E depois há a retórica e o simbolismo das cerimónias. Os discursos da prognose da nação. O roteiro necessário para voltar a erguer a bandeira ao alto, para retirar um povo da modorra e da falta de auto-estima que o enluta na falta de empenho tão letal. Palavras de circunstância, uma retórica estafada que nunca traz o segredo tão ansiado. O inevitável elogio do escol que se distingue, os melhores entre os melhores, agraciados com comendas várias. É a pátria que distingue os filhos ilustres. Ao impor a comenda, o mais alto magistrado da nação agradece-lhes, em nome da nação. Por um momento, sonho que um dia serei famoso. Só para algum dia, num 10 de Junho de um ano qualquer, merecer a honra de ser agraciado por um presidente da república que estiver na calha. Só para ser agraciado. E só para ter a honra de recusar a comenda.

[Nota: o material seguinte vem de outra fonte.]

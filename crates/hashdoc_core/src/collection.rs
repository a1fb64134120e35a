//! Collection handles and the record persistence protocol.

use crate::error::{CoreError, CoreResult};
use crate::hook::{Hooks, Lifecycle};
use crate::query::Query;
use crate::record::Record;
use crate::schema::{KeyStrategy, Schema};
use hashdoc_codec::SEPARATOR;
use hashdoc_store::{StoreAdapter, StoreOp};
use std::collections::BTreeMap;
use std::sync::Arc;
use tracing::debug;

/// A handle to one entity type on one store.
///
/// Collections are constructed with an explicit store reference - there
/// is no process-wide registry of adapters. A collection is cheap to
/// clone and safe to share across threads; each operation is a single
/// blocking round-trip sequence against the adapter.
///
/// # Example
///
/// ```
/// use hashdoc_core::{Collection, Schema};
/// use hashdoc_store::InMemoryStore;
/// use std::sync::Arc;
///
/// let schema = Schema::builder("orders").queryable("status").build();
/// let orders = Collection::new(schema, Arc::new(InMemoryStore::new()));
///
/// let mut record = orders.new_record();
/// record.set("id", "o1");
/// record.set("status", "pending");
/// orders.save(&mut record).unwrap();
///
/// let found = orders.find("o1").unwrap().unwrap();
/// assert_eq!(found.get("status"), Some("pending"));
/// ```
#[derive(Clone)]
pub struct Collection {
    schema: Arc<Schema>,
    store: Arc<dyn StoreAdapter>,
    hooks: Arc<Hooks>,
}

impl Collection {
    /// Creates a collection with no lifecycle hooks.
    #[must_use]
    pub fn new(schema: Schema, store: Arc<dyn StoreAdapter>) -> Self {
        Self::with_hooks(schema, store, Hooks::new())
    }

    /// Creates a collection with an explicit hook set.
    #[must_use]
    pub fn with_hooks(schema: Schema, store: Arc<dyn StoreAdapter>, hooks: Hooks) -> Self {
        Self {
            schema: Arc::new(schema),
            store,
            hooks: Arc::new(hooks),
        }
    }

    /// Returns the collection's schema.
    #[must_use]
    pub fn schema(&self) -> &Schema {
        &self.schema
    }

    pub(crate) fn schema_arc(&self) -> Arc<Schema> {
        Arc::clone(&self.schema)
    }

    pub(crate) fn store(&self) -> &dyn StoreAdapter {
        self.store.as_ref()
    }

    pub(crate) fn hooks(&self) -> &Hooks {
        &self.hooks
    }

    /// Creates a new Transient record of this type.
    #[must_use]
    pub fn new_record(&self) -> Record {
        Record::transient(Arc::clone(&self.schema))
    }

    /// Starts a query against this collection.
    #[must_use]
    pub fn query(&self) -> Query<'_> {
        Query::new(self)
    }

    /// Finds a record by primary key.
    pub fn find(&self, id: &str) -> CoreResult<Option<Record>> {
        self.query().find(id)
    }

    /// Finds a record by primary key, failing with
    /// [`CoreError::NotFound`] when absent.
    pub fn find_or_fail(&self, id: &str) -> CoreResult<Record> {
        self.query().find_or_fail(id)
    }

    /// Saves a record: inserts a Transient one, updates a Persisted one.
    ///
    /// Inserting validates the primary key (generating one under
    /// [`KeyStrategy::Generated`]) and fails with
    /// [`CoreError::DuplicateKey`] when the computed store key is
    /// occupied. Updating is a no-op when nothing is dirty; a dirty key
    /// field or queryable attribute changes the store key itself and is
    /// written as a delete-old/insert-new move. No lock is held across
    /// the move - a concurrent reader can observe neither or both keys.
    pub fn save(&self, record: &mut Record) -> CoreResult<()> {
        self.hooks.fire(Lifecycle::Saving, record);
        if record.exists() {
            self.update(record)?;
        } else {
            self.insert(record)?;
        }
        self.hooks.fire(Lifecycle::Saved, record);
        Ok(())
    }

    fn insert(&self, record: &mut Record) -> CoreResult<()> {
        let key_field = self.schema.key_field();
        let key_value = match record.primary_key() {
            Some(value) => value.to_string(),
            None => match self.schema.key_strategy() {
                KeyStrategy::Generated => {
                    let generated = self.schema.generate_key();
                    record.set(key_field, generated.clone());
                    generated
                }
                KeyStrategy::Required => return Err(CoreError::key_missing(key_field)),
            },
        };
        if key_value.contains(SEPARATOR) {
            return Err(CoreError::invalid_key(key_value));
        }

        let store_key = self.schema.store_key(&key_value, record.attributes());
        if self.store.exists(&store_key)? {
            return Err(CoreError::duplicate_key(store_key));
        }

        self.hooks.fire(Lifecycle::Creating, record);
        // The key field is written as a hash field too, so the hash is
        // never empty even for schemas with no other attributes.
        self.store.set_fields(&store_key, record.attributes())?;
        debug!(key = %store_key, "inserted record");

        record.sync_original();
        self.hooks.fire(Lifecycle::Created, record);
        Ok(())
    }

    fn update(&self, record: &mut Record) -> CoreResult<()> {
        if !record.is_dirty() {
            return Ok(());
        }
        self.hooks.fire(Lifecycle::Updating, record);

        let key_field = self.schema.key_field();
        let dirty = record.dirty();
        let removed = record.removed();
        let key_shape_changed = dirty.contains_key(key_field)
            || removed.iter().any(|name| name == key_field)
            || self
                .schema
                .queryable()
                .iter()
                .any(|attr| dirty.contains_key(attr) || removed.contains(attr));

        let old_key_value = record
            .original()
            .get(key_field)
            .cloned()
            .unwrap_or_default();
        let old_key = self.schema.store_key(&old_key_value, record.original());

        if key_shape_changed {
            // The store has no atomic rename, so a changed key is a
            // logical move: drop the old hash, write the full set fresh.
            let new_key_value = record
                .primary_key()
                .ok_or_else(|| CoreError::key_missing(key_field))?
                .to_string();
            if new_key_value.contains(SEPARATOR) {
                return Err(CoreError::invalid_key(new_key_value));
            }
            let new_key = self.schema.store_key(&new_key_value, record.attributes());

            self.store.pipeline(&[
                StoreOp::DeleteKey {
                    key: old_key.clone(),
                },
                StoreOp::SetFields {
                    key: new_key.clone(),
                    fields: record.attributes().clone(),
                },
            ])?;
            debug!(old = %old_key, new = %new_key, "moved record");
        } else {
            let mut ops = Vec::new();
            if !dirty.is_empty() {
                ops.push(StoreOp::SetFields {
                    key: old_key.clone(),
                    fields: dirty,
                });
            }
            if !removed.is_empty() {
                ops.push(StoreOp::DeleteFields {
                    key: old_key.clone(),
                    fields: removed,
                });
            }
            self.store.pipeline(&ops)?;
            debug!(key = %old_key, "updated record in place");
        }

        record.sync_original();
        self.hooks.fire(Lifecycle::Updated, record);
        Ok(())
    }

    /// Deletes a Persisted record's hash. No-op on a Transient record.
    pub fn delete(&self, record: &mut Record) -> CoreResult<()> {
        if !record.exists() {
            return Ok(());
        }
        self.hooks.fire(Lifecycle::Deleting, record);

        let key_value = record
            .original()
            .get(self.schema.key_field())
            .cloned()
            .unwrap_or_default();
        let key = self.schema.store_key(&key_value, record.original());
        self.store.delete_key(&key)?;
        debug!(key = %key, "deleted record");

        record.mark_deleted();
        self.hooks.fire(Lifecycle::Deleted, record);
        Ok(())
    }

    /// Re-fetches a Persisted record and resets its snapshot. A record
    /// whose hash has vanished is marked Deleted. No-op on Transient.
    pub fn refresh(&self, record: &mut Record) -> CoreResult<()> {
        if !record.exists() {
            return Ok(());
        }
        let Some(id) = record.primary_key().map(str::to_string) else {
            return Ok(());
        };
        match self.find(&id)? {
            Some(fresh) => *record = fresh,
            None => record.mark_deleted(),
        }
        Ok(())
    }

    /// Applies a batch of field writes and deletes under one store key
    /// as a single pipelined unit. A `None` delta deletes the field.
    pub fn insert_or_update(
        &self,
        store_key: &str,
        deltas: &BTreeMap<String, Option<String>>,
    ) -> CoreResult<()> {
        let mut sets = BTreeMap::new();
        let mut dels = Vec::new();
        for (field, delta) in deltas {
            match delta {
                Some(value) => {
                    sets.insert(field.clone(), value.clone());
                }
                None => dels.push(field.clone()),
            }
        }

        let mut ops = Vec::new();
        if !sets.is_empty() {
            ops.push(StoreOp::SetFields {
                key: store_key.to_string(),
                fields: sets,
            });
        }
        if !dels.is_empty() {
            ops.push(StoreOp::DeleteFields {
                key: store_key.to_string(),
                fields: dels,
            });
        }
        self.store.pipeline(&ops)?;
        Ok(())
    }

    /// Removes a store key outright.
    pub fn destroy_key(&self, store_key: &str) -> CoreResult<()> {
        self.store.delete_key(store_key)?;
        Ok(())
    }

    /// Sets a store key's time-to-live in seconds.
    pub fn expire_key(&self, store_key: &str, seconds: u64) -> CoreResult<()> {
        self.store.set_expiry(store_key, seconds)?;
        Ok(())
    }

    /// Returns a store key's remaining time-to-live, when it has one.
    pub fn key_expiry(&self, store_key: &str) -> CoreResult<Option<u64>> {
        Ok(self.store.get_expiry(store_key)?)
    }
}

Percebo que no domínio das pertenças, onde os sinais de identificação valem tanto, os símbolos reinem. No reino da simbologia, as encenações são elevadas ao altar do sagrado. Olho para os 10 de Junho, todos os anos, e não consigo discernir diferenças no registo. Mesmo quando se voltou a página e as esquerdas se sentem órfãs por acharem que a presidência da república foi parar, pela primeira vez, às mãos da direita (como se o actual inquilino de Belém fosse de direita…), nem assim a mudança aconteceu. Se há coisa que mudou, e para pior, foi a convocação de tropa abundante para os festejos. Para quem, como o escriba, considera que entraríamos na idade adulta se prescindíssemos de toda a tropa possível e imaginária, o sintoma é de doença agravada.
Os 10 de Junho tresandam ao bafiento odor de algo que permanece fechado num armário durante um ano, bem guardado a sete chaves, e vem apanhar o ar fresco num dia estival. Espera-se que as massas adiram em peso à convocação do sentir pátrio. Para desgosto dos políticos, as massas andam mais entretidas com os feitos da “selecção de todos nós”. É aí que a exaltação nacionalista bebe todo o seu fervor. E ainda que os políticos se colem ao pessoal do pontapé na bola (como é conveniente), a malta da política é derrotada, em popularidade e como ponto de ancoragem das lealdades populares, pela malta do pontapé na bola. A bota que não bate com a perdigota.